Ni siquiera el cerrado aplauso que le tributaron sus partidarios al término de la votación bastó para disimular que el ahora presidente tiene claro que el suyo no será un camino fácil de recorrer: lo evidenció en su discurso (no pretendan imponerme lo que no puedo aceptar
, dijo en una frase oscilante entre la arrogancia y la súplica), dirigido más a los opositores que a sus propias huestes partidarias. Y es que fue la abstención en la votación de una fracción mayoritaria del Partido Socialista Obrero Español (PSOE) lo que le permitió formar gobierno
–la expresión más utilizada en la España de los últimos 10 meses–, al decidir que el bloqueo mantenido durante ese periodo no conducía a nadie a ningún lado.
Sin embargo, el hecho de que el PSOE votara dividido (hubo 69 abstencionistas
, pero también 15 que se pronunciaron por un rotundo no a Rajoy y a su partido) deja muy claro que los problemas no sólo afectan a los populares
, sino también siembran el desconcierto en las filas de los sectores que una vaga convención del lenguaje político define como progresistas. Así, mientras el recién constituido gobierno ve cómo lleva adelante su programa, los socialistas deben atender su frente interno, amenazado por la recomposición que pretende encabezar Pedro Sánchez (ex secretario general del partido, ex candidato a presidente por el mismo y desde ayer también ex diputado), líder moral de los 15 que votaron en contra (el propio Sánchez no estuvo en la votación porque ya había presentado su renuncia como legislador).

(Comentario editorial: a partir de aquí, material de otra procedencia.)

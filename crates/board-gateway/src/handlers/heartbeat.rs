//! Heartbeat handler (op 1)

use super::HandlerResult;
use crate::connection::Connection;
use board_common::protocol::GatewayMessage;

/// Handles heartbeat messages
pub struct HeartbeatHandler;

impl HeartbeatHandler {
    /// Handle a heartbeat from the board
    ///
    /// `last_sequence` is the last Dispatch sequence the board has seen. The
    /// returned ACK is written straight back on the socket.
    pub fn handle(
        connection: &Connection,
        last_sequence: Option<u64>,
    ) -> HandlerResult<Option<GatewayMessage>> {
        connection.record_heartbeat();

        tracing::trace!(
            connection_id = %connection.id(),
            client_seq = ?last_sequence,
            server_seq = connection.current_sequence(),
            "Heartbeat received"
        );

        Ok(Some(GatewayMessage::heartbeat_ack()))
    }
}
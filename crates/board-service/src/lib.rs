//! # board-service
//!
//! Application layer: request DTOs, feedback submission and queries.

pub mod dto;
pub mod services;

pub use dto::{
    CreateFeedbackRequest, FeedbackOptionsResponse, FeedbackResponse, HealthChecks,
    HealthResponse, RatingOption, ReadinessResponse, RecentQuery,
};
pub use services::{
    FeedbackService, ServiceContext, ServiceContextBuilder, ServiceError, ServiceResult,
};
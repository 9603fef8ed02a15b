//! Gateway state
//!
//! Application state for the gateway server.

use crate::broadcast::EventDispatcher;
use crate::connection::ConnectionManager;
use board_common::AppConfig;
use std::sync::Arc;
use std::time::Duration;

/// Gateway application state
#[derive(Clone)]
pub struct GatewayState {
    /// Connection manager for WebSocket connections
    connection_manager: Arc<ConnectionManager>,
    /// Redis feed; absent when the gateway is driven in-process
    event_dispatcher: Option<Arc<EventDispatcher>>,
    config: Arc<AppConfig>,
}

impl GatewayState {
    /// Create a new gateway state
    pub fn new(connection_manager: Arc<ConnectionManager>, config: AppConfig) -> Self {
        Self {
            connection_manager,
            event_dispatcher: None,
            config: Arc::new(config),
        }
    }

    /// Attach the Redis event dispatcher
    #[must_use]
    pub fn with_event_dispatcher(mut self, dispatcher: Arc<EventDispatcher>) -> Self {
        self.event_dispatcher = Some(dispatcher);
        self
    }

    /// Get the event dispatcher, if one is attached
    pub fn event_dispatcher(&self) -> Option<&Arc<EventDispatcher>> {
        self.event_dispatcher.as_ref()
    }

    /// Get the connection manager
    pub fn connection_manager(&self) -> &Arc<ConnectionManager> {
        &self.connection_manager
    }

    /// Get the application configuration
    pub fn config(&self) -> &AppConfig {
        &self.config
    }

    /// Interval advertised in Hello
    pub fn heartbeat_interval(&self) -> Duration {
        Duration::from_millis(self.config.board.heartbeat_interval_ms)
    }

    /// Silence after which a board is closed: one and a half intervals
    pub fn heartbeat_timeout(&self) -> Duration {
        self.heartbeat_interval() * 3 / 2
    }
}

impl std::fmt::Debug for GatewayState {
    fn fmt(&self, f: &mut std::fmt::Formatter<'_>) -> std::fmt::Result {
        f.debug_struct("GatewayState")
            .field("connection_manager", &self.connection_manager)
            .field("event_dispatcher", &self.event_dispatcher)
            .field("config", &"AppConfig")
            .finish()
    }
}
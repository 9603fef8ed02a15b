//! Test fixtures and data generators
//!
//! Provides reusable test data for integration tests.

use chrono::{DateTime, Duration, Utc};
use serde::{Deserialize, Serialize};
use std::sync::atomic::{AtomicU64, Ordering};

/// Counter for unique test data
static COUNTER: AtomicU64 = AtomicU64::new(1);

/// Get a unique suffix for test data
pub fn unique_suffix() -> u64 {
    COUNTER.fetch_add(1, Ordering::SeqCst)
}

/// Timestamp far enough ahead that test records sort above real ones,
/// and above those of earlier test runs
pub fn future_time(offset_secs: i64) -> DateTime<Utc> {
    Utc::now() + Duration::days(365 * 50) + Duration::seconds(offset_secs)
}

/// Submit feedback request
#[derive(Debug, Clone, Serialize)]
pub struct CreateFeedback {
    pub name: String,
    pub comment: String,
    #[serde(skip_serializing_if = "Option::is_none")]
    pub emoji: Option<i32>,
    #[serde(skip_serializing_if = "Option::is_none")]
    pub created_at: Option<DateTime<Utc>>,
}

impl CreateFeedback {
    pub fn unique() -> Self {
        let suffix = unique_suffix();
        Self {
            name: format!("visitor{suffix}-{}", std::process::id()),
            comment: "Great experience! Would definitely recommend.".to_string(),
            emoji: Some(5),
            created_at: None,
        }
    }

    pub fn with_name(mut self, name: impl Into<String>) -> Self {
        self.name = name.into();
        self
    }

    pub fn with_comment(mut self, comment: impl Into<String>) -> Self {
        self.comment = comment.into();
        self
    }

    pub fn with_emoji(mut self, emoji: Option<i32>) -> Self {
        self.emoji = emoji;
        self
    }

    pub fn at(mut self, created_at: DateTime<Utc>) -> Self {
        self.created_at = Some(created_at);
        self
    }
}

/// Stored feedback as returned by the API
#[derive(Debug, Clone, Deserialize)]
pub struct FeedbackBody {
    pub id: String,
    pub name: String,
    pub comment: String,
    pub emoji: Option<i32>,
    pub created_at: DateTime<Utc>,
}

/// Error body
#[derive(Debug, Deserialize)]
pub struct ErrorBody {
    pub code: String,
    pub message: String,
}

/// Form choices
#[derive(Debug, Deserialize)]
pub struct OptionsBody {
    pub presets: Vec<String>,
    pub ratings: Vec<RatingBody>,
}

#[derive(Debug, Deserialize)]
pub struct RatingBody {
    pub value: i32,
    pub label: String,
    pub glyph: String,
    pub option_label: String,
    pub animation_code: String,
}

El resto del espectro político español tampoco está libre de problemas: la formación Podemos, de Pablo Iglesias, se debilitó en una pugna interna que enfrentó a dos sectores sobre la misma cuestión que fracturó al PSOE (es decir, permitirle o no a Rajoy asumir como presidente); la agrupación Ciudadanos sencillamente carece de fuerzas suficientes para que su apoyo al titular del PP resulte determinante, y los diversos grupos nacionalistas o independentistas existentes suman un porcentaje que en términos aritméticos es despreciable.

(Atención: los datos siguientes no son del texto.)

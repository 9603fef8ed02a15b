//! Per-board animation cache

use super::{AnimationResource, AnimationSource};
use board_common::AnimationStrategy;
use board_core::Rating;
use futures::future::join_all;
use parking_lot::{Mutex, RwLock};
use std::collections::{HashMap, HashSet};
use std::sync::Arc;

/// Rating → loaded animation, filled eagerly or on first use
///
/// Every rating is fetched at most once per cache. A failed fetch leaves
/// the rating unresolved and the card falls back to its static glyph.
pub struct AnimationCache {
    source: Arc<dyn AnimationSource>,
    strategy: AnimationStrategy,
    loaded: RwLock<HashMap<Rating, AnimationResource>>,
    attempted: Mutex<HashSet<Rating>>,
}

impl AnimationCache {
    pub fn new(source: Arc<dyn AnimationSource>, strategy: AnimationStrategy) -> Self {
        Self {
            source,
            strategy,
            loaded: RwLock::new(HashMap::new()),
            attempted: Mutex::new(HashSet::new()),
        }
    }

    pub fn strategy(&self) -> AnimationStrategy {
        self.strategy
    }

    /// Eager strategy: fetch all five concurrently and wait for them
    ///
    /// Returns how many loaded. A no-op for the lazy strategy.
    pub async fn preload(&self) -> usize {
        if self.strategy != AnimationStrategy::Eager {
            return 0;
        }

        let results = join_all(Rating::ALL.iter().map(|rating| self.load(*rating))).await;
        let loaded = results.into_iter().filter(|ok| *ok).count();

        tracing::info!(loaded = loaded, total = Rating::ALL.len(), "Animations preloaded");
        loaded
    }

    /// Lazy strategy: fetch the animation for a raw rating on first sight
    ///
    /// Returns whatever is loaded for it afterwards.
    pub async fn ensure(&self, value: Option<i32>) -> Option<AnimationResource> {
        if self.strategy == AnimationStrategy::Lazy {
            if let Some(rating) = rating_of(value) {
                self.load(rating).await;
            }
        }
        self.resolve(value)
    }

    /// Loaded animation for an in-range rating
    pub fn resolve(&self, value: Option<i32>) -> Option<AnimationResource> {
        let rating = rating_of(value)?;
        self.loaded.read().get(&rating).cloned()
    }

    pub fn loaded_count(&self) -> usize {
        self.loaded.read().len()
    }

    /// Fetch one rating unless it was attempted before; `true` if newly loaded
    async fn load(&self, rating: Rating) -> bool {
        if !self.attempted.lock().insert(rating) {
            return false;
        }

        match self.source.fetch(rating).await {
            Ok(resource) => {
                self.loaded.write().insert(rating, resource);
                true
            }
            Err(e) => {
                tracing::warn!(rating = %rating, error = %e, "Failed to fetch animation");
                false
            }
        }
    }
}

fn rating_of(value: Option<i32>) -> Option<Rating> {
    value.and_then(|v| Rating::try_from(v).ok())
}

impl std::fmt::Debug for AnimationCache {
    fn fmt(&self, f: &mut std::fmt::Formatter<'_>) -> std::fmt::Result {
        f.debug_struct("AnimationCache")
            .field("strategy", &self.strategy)
            .field("loaded", &self.loaded_count())
            .finish()
    }
}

Así las cosas, a Mariano Rajoy se le hace todo menos fácil ceñirse a la plataforma que presentó para atraer a los sectores conservadores de la sociedad española, y que apela a conocidas fórmulas económicas en boga: crecer de manera sostenida y competitiva
a costa de medidas laboralmente impopulares; realizar ajustes fiscales (que incluirían una pequeña baja al impuesto sobre la renta, mismo que el propio PP aumentó en 7 puntos en su gobierno de 2011-2015), y en general apostar por la carta de la inversión extranjera, a la que Rajoy ha definido como una necesidad nacional
.
Respecto de los años inmediatamente anteriores, la economía de España, pese a la ausencia de gobierno formal en el país, muestra leves indicios de recuperación, pero sigue siendo difícil: la tasa de desempleo, por ejemplo, entre julio y septiembre de este año fue de 18.9 por ciento, ligeramente menor que la del mismo periodo en 2015; en cambio, aumentó el porcentaje de trabajadores temporales, y los índices de desaceleración económica continúan en una inquietante alerta amarilla.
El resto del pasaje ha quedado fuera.